§ PROBLEM
If a line in the material below has the word "FixedOffset", copy it.

§ RECORDS FOR PROCESSING
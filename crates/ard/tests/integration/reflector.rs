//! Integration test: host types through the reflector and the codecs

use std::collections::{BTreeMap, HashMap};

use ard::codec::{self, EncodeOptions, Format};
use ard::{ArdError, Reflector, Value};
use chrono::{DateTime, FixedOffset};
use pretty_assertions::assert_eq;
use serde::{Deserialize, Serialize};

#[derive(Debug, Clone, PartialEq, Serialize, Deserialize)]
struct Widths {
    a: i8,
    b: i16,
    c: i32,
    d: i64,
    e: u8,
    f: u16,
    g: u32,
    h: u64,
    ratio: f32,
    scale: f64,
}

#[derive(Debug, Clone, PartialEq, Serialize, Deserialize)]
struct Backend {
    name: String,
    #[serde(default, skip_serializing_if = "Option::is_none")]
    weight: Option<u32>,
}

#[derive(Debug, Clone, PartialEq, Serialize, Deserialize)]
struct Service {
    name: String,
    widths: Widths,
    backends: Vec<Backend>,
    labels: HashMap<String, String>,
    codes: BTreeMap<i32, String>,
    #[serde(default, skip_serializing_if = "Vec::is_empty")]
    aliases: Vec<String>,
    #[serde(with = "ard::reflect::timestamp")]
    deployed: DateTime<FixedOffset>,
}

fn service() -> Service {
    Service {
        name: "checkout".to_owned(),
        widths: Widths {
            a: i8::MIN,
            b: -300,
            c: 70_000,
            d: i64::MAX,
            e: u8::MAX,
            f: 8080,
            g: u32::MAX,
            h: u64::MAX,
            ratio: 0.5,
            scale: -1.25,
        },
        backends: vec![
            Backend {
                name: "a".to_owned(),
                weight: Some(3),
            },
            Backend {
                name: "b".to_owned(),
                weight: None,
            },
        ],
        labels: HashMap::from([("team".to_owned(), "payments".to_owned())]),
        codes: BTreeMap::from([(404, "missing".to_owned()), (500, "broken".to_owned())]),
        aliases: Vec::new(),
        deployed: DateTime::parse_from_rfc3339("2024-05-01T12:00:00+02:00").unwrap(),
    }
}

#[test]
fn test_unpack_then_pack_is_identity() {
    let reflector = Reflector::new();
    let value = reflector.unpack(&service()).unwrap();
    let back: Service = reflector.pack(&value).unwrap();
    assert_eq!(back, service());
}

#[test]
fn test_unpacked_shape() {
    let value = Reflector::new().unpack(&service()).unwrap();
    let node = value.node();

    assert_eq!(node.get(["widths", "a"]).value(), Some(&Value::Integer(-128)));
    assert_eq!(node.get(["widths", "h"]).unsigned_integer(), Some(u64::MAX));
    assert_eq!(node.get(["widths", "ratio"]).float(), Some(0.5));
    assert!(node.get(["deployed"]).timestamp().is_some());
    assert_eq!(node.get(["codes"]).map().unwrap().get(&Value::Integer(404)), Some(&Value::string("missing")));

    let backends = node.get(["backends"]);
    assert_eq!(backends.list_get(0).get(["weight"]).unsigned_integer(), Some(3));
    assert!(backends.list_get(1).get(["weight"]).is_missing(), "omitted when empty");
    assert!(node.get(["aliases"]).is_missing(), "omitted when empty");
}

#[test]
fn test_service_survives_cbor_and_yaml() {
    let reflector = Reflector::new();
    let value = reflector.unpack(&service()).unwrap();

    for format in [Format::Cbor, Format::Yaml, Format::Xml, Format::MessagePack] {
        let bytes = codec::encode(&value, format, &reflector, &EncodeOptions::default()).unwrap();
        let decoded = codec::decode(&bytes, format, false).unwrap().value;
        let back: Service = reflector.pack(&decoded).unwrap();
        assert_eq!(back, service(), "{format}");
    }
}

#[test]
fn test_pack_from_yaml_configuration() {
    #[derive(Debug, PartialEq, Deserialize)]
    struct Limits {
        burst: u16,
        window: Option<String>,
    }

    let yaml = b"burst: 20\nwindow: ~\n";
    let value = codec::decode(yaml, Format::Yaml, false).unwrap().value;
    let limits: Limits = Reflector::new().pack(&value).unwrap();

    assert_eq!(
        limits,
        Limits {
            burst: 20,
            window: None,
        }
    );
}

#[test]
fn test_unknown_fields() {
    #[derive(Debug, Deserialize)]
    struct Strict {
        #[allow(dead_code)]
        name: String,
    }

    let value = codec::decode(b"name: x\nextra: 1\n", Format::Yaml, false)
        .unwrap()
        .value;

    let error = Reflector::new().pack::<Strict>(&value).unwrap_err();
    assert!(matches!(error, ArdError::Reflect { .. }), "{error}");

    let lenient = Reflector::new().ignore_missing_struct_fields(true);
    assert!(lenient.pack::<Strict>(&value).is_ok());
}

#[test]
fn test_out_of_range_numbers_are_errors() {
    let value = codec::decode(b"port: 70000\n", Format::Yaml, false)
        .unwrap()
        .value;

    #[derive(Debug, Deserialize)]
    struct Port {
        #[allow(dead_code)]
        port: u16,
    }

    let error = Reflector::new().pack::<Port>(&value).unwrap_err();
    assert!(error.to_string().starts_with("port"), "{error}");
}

§ RESPONSE TO THE TASK
use chrono::{DateTime, FixedOffset};
    deployed: DateTime<FixedOffset>,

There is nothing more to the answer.